==== Provided records ====

//! Provider registry: which drivers serve which kind, in what order.

use crate::Credentials;
use atelier_core::TransformKind;
use atelier_interface::TransformDriver;
use atelier_providers::{HuggingFaceProvider, PiApiProvider, ReplicateProvider, VModelProvider};
use std::collections::HashMap;
use std::sync::Arc;
use strum::IntoEnumIterator;
use tracing::{debug, instrument};

/// Ordered provider chains, one per transformation kind.
///
/// Order is fixed at construction from which credentials are present; the
/// gateway walks each chain front to back and never reorders at runtime.
/// Specialists go first where one exists (PiAPI for face swap, VModel for
/// template video swap, HuggingFace for upscaling) with Replicate as the
/// generalist behind them.
#[derive(Default)]
pub struct ProviderRegistry {
    chains: HashMap<TransformKind, Vec<Arc<dyn TransformDriver>>>,
}

impl ProviderRegistry {
    /// Create an empty registry.
    pub fn new() -> Self {
        Self::default()
    }

    /// Build the chains from whichever credentials are present.
    #[instrument(skip(credentials))]
    pub fn from_credentials(credentials: &Credentials) -> Self {
        let mut registry = Self::new();

        if let Some(key) = &credentials.piapi {
            registry.register(TransformKind::FaceSwap, Arc::new(PiApiProvider::new(key)));
        }
        if let Some(token) = &credentials.vmodel {
            registry.register(TransformKind::VideoSwap, Arc::new(VModelProvider::new(token)));
        }
        if let Some(token) = &credentials.huggingface {
            registry.register(TransformKind::Upscale, Arc::new(HuggingFaceProvider::new(token)));
        }
        if let Some(token) = &credentials.replicate {
            for kind in TransformKind::iter() {
                registry.register(kind, Arc::new(ReplicateProvider::new(token.clone(), kind)));
            }
        }

        for (kind, chain) in &registry.chains {
            debug!(
                %kind,
                providers = ?chain.iter().map(|p| p.name().to_string()).collect::<Vec<_>>(),
                "Registered provider chain"
            );
        }
        registry
    }

    /// Append a driver to a kind's chain.
    pub fn register(&mut self, kind: TransformKind, driver: Arc<dyn TransformDriver>) {
        self.chains.entry(kind).or_default().push(driver);
    }

    /// The ordered chain for a kind; empty when nothing is configured.
    pub fn chain(&self, kind: TransformKind) -> &[Arc<dyn TransformDriver>] {
        self.chains.get(&kind).map(Vec::as_slice).unwrap_or(&[])
    }

    /// Kinds that have at least one provider.
    pub fn configured_kinds(&self) -> Vec<TransformKind> {
        let mut kinds: Vec<TransformKind> = TransformKind::iter()
            .filter(|kind| !self.chain(*kind).is_empty())
            .collect();
        kinds.sort_by_key(|k| k.to_string());
        kinds
    }
}

impl std::fmt::Debug for ProviderRegistry {
    fn fmt(&self, f: &mut std::fmt::Formatter<'_>) -> std::fmt::Result {
        let mut map = f.debug_map();
        for (kind, chain) in &self.chains {
            map.entry(
                &kind.to_string(),
                &chain.iter().map(|p| p.name().to_string()).collect::<Vec<_>>(),
            );
        }
        map.finish()
    }
}

#[cfg(test)]
mod tests {
    use super::*;

    #[test]
    fn specialists_come_before_the_generalist() {
        let credentials = Credentials {
            replicate: Some("r".to_string()),
            piapi: Some("p".to_string()),
            vmodel: Some("v".to_string()),
            huggingface: Some("h".to_string()),
        };
        let registry = ProviderRegistry::from_credentials(&credentials);

        let face_swap: Vec<&str> = registry
            .chain(TransformKind::FaceSwap)
            .iter()
            .map(|p| p.name())
            .collect();
        assert_eq!(face_swap, ["PiAPI", "Replicate"]);

        let video_swap: Vec<&str> = registry
            .chain(TransformKind::VideoSwap)
            .iter()
            .map(|p| p.name())
            .collect();
        assert_eq!(video_swap, ["VModel", "Replicate"]);

        let upscale: Vec<&str> = registry
            .chain(TransformKind::Upscale)
            .iter()
            .map(|p| p.name())
            .collect();
        assert_eq!(upscale, ["HuggingFace", "Replicate"]);

        // Kinds with no specialist get Replicate alone
        let restore: Vec<&str> = registry
            .chain(TransformKind::Restore)
            .iter()
            .map(|p| p.name())
            .collect();
        assert_eq!(restore, ["Replicate"]);
    }

    #[test]
    fn missing_credentials_leave_kinds_unconfigured() {
        let credentials = Credentials {
            piapi: Some("p".to_string()),
            ..Credentials::default()
        };
        let registry = ProviderRegistry::from_credentials(&credentials);

        assert_eq!(registry.chain(TransformKind::FaceSwap).len(), 1);
        assert!(registry.chain(TransformKind::Upscale).is_empty());
        assert_eq!(registry.configured_kinds(), vec![TransformKind::FaceSwap]);
    }
}
//! Shared status-polling loop for submit-and-poll providers.

use atelier_core::{AsyncJob, JobStatus};
use atelier_error::{AtelierResult, ProviderError, ProviderErrorKind};
use std::future::Future;
use std::time::Duration;
use tokio::time::Instant;
use tracing::{debug, warn};

/// One observed poll of a remote job.
#[derive(Debug, Clone, PartialEq)]
pub enum PollStatus<T> {
    /// Job not yet terminal; carries the observed status
    Pending(JobStatus),
    /// Job finished; carries the extracted output
    Completed(T),
    /// Remote service reported failure
    Failed(String),
}

/// Fixed-interval poller with a hard deadline.
///
/// Sleeps the interval, queries status, and repeats until `completed`,
/// `failed`, or the job's deadline elapses, whichever comes first. On
/// deadline the returned `Timeout` carries the remote job id for
/// observability, and no further polls are issued; the remote job is simply
/// abandoned (most such APIs have no cancel endpoint).
///
/// # Examples
///
/// ```no_run
/// use atelier_core::AsyncJob;
/// use atelier_providers::{JobPoller, PollStatus};
/// use std::time::Duration;
///
/// # async fn example() -> atelier_error::AtelierResult<()> {
/// let poller = JobPoller::new(Duration::from_secs(3));
/// let mut job = AsyncJob::new("task-123", Duration::from_secs(120));
/// let url: String = poller
///     .run(&mut job, || async {
///         // query the remote status endpoint here
///         Ok(PollStatus::Completed("https://cdn.example.com/out.png".to_string()))
///     })
///     .await?;
/// # Ok(())
/// # }
/// ```
#[derive(Debug, Clone)]
pub struct JobPoller {
    interval: Duration,
}

impl JobPoller {
    /// Create a poller with a fixed inter-poll interval.
    pub fn new(interval: Duration) -> Self {
        Self { interval }
    }

    /// Drive `check` until a terminal state or the job's deadline.
    pub async fn run<T, F, Fut>(&self, job: &mut AsyncJob, mut check: F) -> AtelierResult<T>
    where
        F: FnMut() -> Fut,
        Fut: Future<Output = AtelierResult<PollStatus<T>>>,
    {
        let started = Instant::now();
        loop {
            let remaining = job.deadline.saturating_sub(started.elapsed());
            if remaining < self.interval {
                warn!(job_id = %job.id, "Job did not reach a terminal state before its deadline");
                return Err(ProviderError::new(ProviderErrorKind::Timeout {
                    elapsed_secs: started.elapsed().as_secs(),
                    job_id: Some(job.id.clone()),
                }))?;
            }
            tokio::time::sleep(self.interval).await;

            match check().await? {
                PollStatus::Pending(status) => {
                    debug!(job_id = %job.id, %status, "Job still in flight");
                    job.observe(status);
                }
                PollStatus::Completed(output) => {
                    debug!(job_id = %job.id, "Job completed");
                    job.observe(JobStatus::Completed);
                    return Ok(output);
                }
                PollStatus::Failed(message) => {
                    warn!(job_id = %job.id, message, "Job failed remotely");
                    job.observe(JobStatus::Failed);
                    return Err(ProviderError::new(ProviderErrorKind::Remote {
                        status: None,
                        message,
                    }))?;
                }
            }
        }
    }
}

#[cfg(test)]
mod tests {
    use super::*;
    use atelier_error::AtelierErrorKind;
    use std::sync::Arc;
    use std::sync::atomic::{AtomicUsize, Ordering};

    #[tokio::test(start_paused = true)]
    async fn completes_after_pending_polls() {
        let poller = JobPoller::new(Duration::from_secs(2));
        let mut job = AsyncJob::new("t1", Duration::from_secs(60));
        let polls = Arc::new(AtomicUsize::new(0));
        let counter = polls.clone();

        let result = poller
            .run(&mut job, move || {
                let n = counter.fetch_add(1, Ordering::SeqCst);
                async move {
                    if n < 3 {
                        Ok(PollStatus::Pending(JobStatus::Processing))
                    } else {
                        Ok(PollStatus::Completed("out".to_string()))
                    }
                }
            })
            .await
            .unwrap();

        assert_eq!(result, "out");
        assert_eq!(polls.load(Ordering::SeqCst), 4);
        assert_eq!(job.status, JobStatus::Completed);
    }

    #[tokio::test(start_paused = true)]
    async fn deadline_yields_timeout_with_job_id_and_stops_polling() {
        let poller = JobPoller::new(Duration::from_secs(3));
        let mut job = AsyncJob::new("t2", Duration::from_secs(10));
        let polls = Arc::new(AtomicUsize::new(0));
        let counter = polls.clone();

        let error = poller
            .run::<String, _, _>(&mut job, move || {
                counter.fetch_add(1, Ordering::SeqCst);
                async { Ok(PollStatus::Pending(JobStatus::Processing)) }
            })
            .await
            .unwrap_err();

        match error.kind() {
            AtelierErrorKind::Provider(e) => match &e.kind {
                ProviderErrorKind::Timeout { job_id, .. } => {
                    assert_eq!(job_id.as_deref(), Some("t2"));
                }
                other => panic!("expected timeout, got {other:?}"),
            },
            other => panic!("expected provider error, got {other:?}"),
        }
        // 10s deadline at 3s interval: polls at 3s, 6s, 9s: none after
        assert_eq!(polls.load(Ordering::SeqCst), 3);
    }

    #[tokio::test(start_paused = true)]
    async fn remote_failure_surfaces_message() {
        let poller = JobPoller::new(Duration::from_secs(1));
        let mut job = AsyncJob::new("t3", Duration::from_secs(30));

        let error = poller
            .run::<String, _, _>(&mut job, || async {
                Ok(PollStatus::Failed("face not detected".to_string()))
            })
            .await
            .unwrap_err();

        assert!(format!("{error}").contains("face not detected"));
        assert_eq!(job.status, JobStatus::Failed);
    }
}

====

## [The problem]
Please write out, exactly as they appear above, only the lines in the stretch from the line with "if remaining <" through the line with "let poller = JobPoller::new(Duration::from_secs(2));".

## [Solution to this problem]
            if remaining < self.interval {
                warn!(job_id = %job.id, "Job did not reach a terminal state before its deadline");
                return Err(ProviderError::new(ProviderErrorKind::Timeout {
                    elapsed_secs: started.elapsed().as_secs(),
                    job_id: Some(job.id.clone()),
                }))?;
            }
            tokio::time::sleep(self.interval).await;

            match check().await? {
                PollStatus::Pending(status) => {
                    debug!(job_id = %job.id, %status, "Job still in flight");
                    job.observe(status);
                }
                PollStatus::Completed(output) => {
                    debug!(job_id = %job.id, "Job completed");
                    job.observe(JobStatus::Completed);
                    return Ok(output);
                }
                PollStatus::Failed(message) => {
                    warn!(job_id = %job.id, message, "Job failed remotely");
                    job.observe(JobStatus::Failed);
                    return Err(ProviderError::new(ProviderErrorKind::Remote {
                        status: None,
                        message,
                    }))?;
                }
            }
        }
    }
}

#[cfg(test)]
mod tests {
    use super::*;
    use atelier_error::AtelierErrorKind;
    use std::sync::Arc;
    use std::sync::atomic::{AtomicUsize, Ordering};

    #[tokio::test(start_paused = true)]
    async fn completes_after_pending_polls() {
        let poller = JobPoller::new(Duration::from_secs(2));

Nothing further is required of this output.